Stored data:

= Beginning of Section =

/*
 * Copyright © 2025, United States Government, as represented by the Administrator of 
 * the National Aeronautics and Space Administration. All rights reserved.
 *
 * The “ODIN” software is licensed under the Apache License, Version 2.0 (the "License"); 
 * you may not use this file except in compliance with the License. You may obtain a copy 
 * of the License at http://www.apache.org/licenses/LICENSE-2.0.
 *
 * Unless required by applicable law or agreed to in writing, software distributed under
 * the License is distributed on an "AS IS" BASIS, WITHOUT WARRANTIES OR CONDITIONS OF ANY KIND,
 * either express or implied. See the License for the specific language governing permissions
 * and limitations under the License.
 */

#![allow(unused)]

use std::{sync::Arc, time::Duration};
use tokio::{sync::watch, task::JoinHandle};
use tokio_util::sync::CancellationToken;
use geowatch_common::{datetime::utc_now, debug, info};
use geowatch_anim::Animated;
use geowatch_feed::{CacheResult, PositionCache, spawn_refresh_loop};

use crate::{
    celestrak::{CelestrakSource, OrbitalConfig},
    fallback::fallback_satellites,
    propagator::{Satellite, propagate_elements},
    tle::{OrbitalElement, TleEntry, parse_elements}
};

pub type ElementsReceiver = watch::Receiver<Arc<Vec<OrbitalElement>>>;
pub type SatellitesReceiver = watch::Receiver<Arc<Vec<Satellite>>>;

/// the propagation cadence: re-computes all satellite positions from the current element set
/// and publishes them. Registered with the animation scheduler at a low rate (default 20s)
pub struct SatellitePropagation {
    elements: ElementsReceiver,
    satellites: watch::Sender<Arc<Vec<Satellite>>>,
}

impl SatellitePropagation {
    pub fn new (elements: ElementsReceiver, satellites: watch::Sender<Arc<Vec<Satellite>>>)->Self {
        SatellitePropagation { elements, satellites }
    }

    pub fn propagate_now (&self) {
        let elements = self.elements.borrow().clone();
        publish_propagated( &self.satellites, &elements);
    }
}

impl Animated for SatellitePropagation {
    fn advance (&mut self, _elapsed: Duration, _now: Duration) {
        self.propagate_now();
    }
}

fn publish_propagated (tx: &watch::Sender<Arc<Vec<Satellite>>>, elements: &[OrbitalElement]) {
    let sats = propagate_elements( elements, &utc_now());
    debug!("propagated {} satellites from {} elements", sats.len(), elements.len());
    tx.send_replace( Arc::new(sats));
}

/// the action for TLE cache updates: swap in the new element set (if it has any valid elements) and
/// propagate immediately so that the display doesn't wait for the next propagation tick
pub fn tle_update_action (
    elements_tx: watch::Sender<Arc<Vec<OrbitalElement>>>,
    satellites_tx: watch::Sender<Arc<Vec<Satellite>>>
)->impl FnMut(CacheResult<TleEntry>) + Send + 'static {
    move |result| {
        let elements = parse_elements( &result.items);
        if !elements.is_empty() {
            info!("using {} orbital elements ({:?})", elements.len(), result.provenance);
            elements_tx.send_replace( Arc::new(elements));
        }
        let current = elements_tx.borrow().clone();
        publish_propagated( &satellites_tx, &current);
    }
}

/// everything the satellite layer needs at runtime
pub struct SatelliteFeed {
    pub refresh_task: JoinHandle<()>,
    pub elements: ElementsReceiver,
    pub satellites: SatellitesReceiver,
    satellites_tx: watch::Sender<Arc<Vec<Satellite>>>,
}

impl SatelliteFeed {
    /// the cadence to register with the animation scheduler
    pub fn propagation (&self)->SatellitePropagation {
        SatellitePropagation::new( self.elements.clone(), self.satellites_tx.clone())
    }
}

/// start the TLE refresh loop. Satellites start out with the static fallback positions
pub fn spawn_satellite_feed (config: &OrbitalConfig, cancel: CancellationToken)->SatelliteFeed {
    let (elements_tx, elements) = watch::channel( Arc::new( Vec::<OrbitalElement>::new()));
    let (satellites_tx, satellites) = watch::channel( Arc::new( fallback_satellites()));

    let cache = PositionCache::new( CelestrakSource::new(config), config.cache.clone(), Vec::new());
    let action = tle_update_action( elements_tx, satellites_tx.clone());
    let refresh_task = spawn_refresh_loop( cache, config.refresh_interval, cancel, action);

    SatelliteFeed { refresh_task, elements, satellites, satellites_tx }
}
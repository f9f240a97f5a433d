/*
 * Copyright © 2025, United States Government, as represented by the Administrator of 
 * the National Aeronautics and Space Administration. All rights reserved.
 *
 * The “ODIN” software is licensed under the Apache License, Version 2.0 (the "License"); 
 * you may not use this file except in compliance with the License. You may obtain a copy 
 * of the License at http://www.apache.org/licenses/LICENSE-2.0.
 *
 * Unless required by applicable law or agreed to in writing, software distributed under
 * the License is distributed on an "AS IS" BASIS, WITHOUT WARRANTIES OR CONDITIONS OF ANY KIND,
 * either express or implied. See the License for the specific language governing permissions
 * and limitations under the License.
 */

//! a simulated vessel population moving along fixed shipping lane polylines

pub mod errors;
pub use errors::{VesselError, Result};

pub mod lanes;
pub use lanes::{LaneSet, LaneTier};

pub mod swarm;
pub use swarm::{AnimatedVessel, SwarmConfig, VesselState, VesselSwarm, seed_vessels};
/*
 * Copyright © 2025, United States Government, as represented by the Administrator of 
 * the National Aeronautics and Space Administration. All rights reserved.
 *
 * The “ODIN” software is licensed under the Apache License, Version 2.0 (the "License"); 
 * you may not use this file except in compliance with the License. You may obtain a copy 
 * of the License at http://www.apache.org/licenses/LICENSE-2.0.
 *
 * Unless required by applicable law or agreed to in writing, software distributed under
 * the License is distributed on an "AS IS" BASIS, WITHOUT WARRANTIES OR CONDITIONS OF ANY KIND,
 * either express or implied. See the License for the specific language governing permissions
 * and limitations under the License.
 */

#![allow(unused)]

use std::{fmt, panic::{self, AssertUnwindSafe}, time::Duration};
use geowatch_common::{debug, error};

/// something that is periodically advanced by the scheduler. `elapsed` is the time since the last
/// firing of its cadence (or since the baseline tick for the first firing), `now` is the
/// scheduler clock (time since the driver started)
pub trait Animated: Send {
    fn advance (&mut self, elapsed: Duration, now: Duration);
}

impl<F> Animated for F where F: FnMut(Duration,Duration) + Send {
    fn advance (&mut self, elapsed: Duration, now: Duration) { self(elapsed, now) }
}

#[derive(Debug,Clone,Copy,PartialEq,Eq,Hash,PartialOrd,Ord)]
pub struct CadenceId(pub u64);

impl fmt::Display for CadenceId {
    fn fmt (&self, f: &mut fmt::Formatter<'_>) -> fmt::Result { write!(f, "cadence-{}", self.0) }
}

/// per cadence state machine:
///   Idle --first tick--> Armed(baseline) --tick with delta >= min_interval--> Running(last_fire)
/// both Armed and Running stay put on ticks below the minimum interval. Cancelled is terminal
#[derive(Debug,Clone,Copy,PartialEq,Eq)]
pub enum CadenceState {
    Idle,
    Armed { baseline: Duration },
    Running { last_fire: Duration },
    Cancelled,
}

/// one managed concern (pulse, vessels, dead reckoning ..) with its own minimum firing interval
pub struct Cadence {
    id: CadenceId,
    name: String,
    min_interval: Duration,
    state: CadenceState,
    target: Box<dyn Animated>,
    n_fired: u64,
}

impl Cadence {
    pub fn new (id: CadenceId, name: impl ToString, min_interval: Duration, target: Box<dyn Animated>)->Self {
        Cadence { id, name: name.to_string(), min_interval, state: CadenceState::Idle, target, n_fired: 0 }
    }

    pub fn id (&self)->CadenceId { self.id }
    pub fn name (&self)->&str { self.name.as_str() }
    pub fn min_interval (&self)->Duration { self.min_interval }
    pub fn state (&self)->CadenceState { self.state }
    pub fn n_fired (&self)->u64 { self.n_fired }
    pub fn is_cancelled (&self)->bool { self.state == CadenceState::Cancelled }

    pub fn cancel (&mut self) {
        self.state = CadenceState::Cancelled;
    }

    /// process one clock tick, returning true if the target was advanced. The decision is based on
    /// elapsed time, not on tick counts, so irregular tick rates don't change the animation speed.
    /// A panicking target cancels its own cadence instead of taking down the scheduler
    pub fn tick (&mut self, now: Duration)->bool {
        let last = match self.state {
            CadenceState::Idle => {
                self.state = CadenceState::Armed { baseline: now };
                return false
            }
            CadenceState::Armed { baseline } => baseline,
            CadenceState::Running { last_fire } => last_fire,
            CadenceState::Cancelled => return false
        };

        let elapsed = now.saturating_sub( last);
        if elapsed < self.min_interval {
            return false
        }

        let target = &mut self.target;
        match panic::catch_unwind( AssertUnwindSafe( || target.advance( elapsed, now))) {
            Ok(()) => {
                self.state = CadenceState::Running { last_fire: now };
                self.n_fired += 1;
                true
            }
            Err(_) => {
                error!("cadence '{}' panicked, cancelling it", self.name);
                self.state = CadenceState::Cancelled;
                false
            }
        }
    }
}

impl fmt::Debug for Cadence {
    fn fmt (&self, f: &mut fmt::Formatter<'_>) -> fmt::Result {
        write!(f, "Cadence( id: {}, name: \"{}\", min_interval: {:?}, state: {:?}, fired: {})",
            self.id.0, self.name, self.min_interval, self.state, self.n_fired)
    }
}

= End of Section =

WHAT THE TASK ASKS » How many lines of these entries contain the string "firing"? Reply with the number alone.

SOLUTION FOR THIS EXERCISE » 2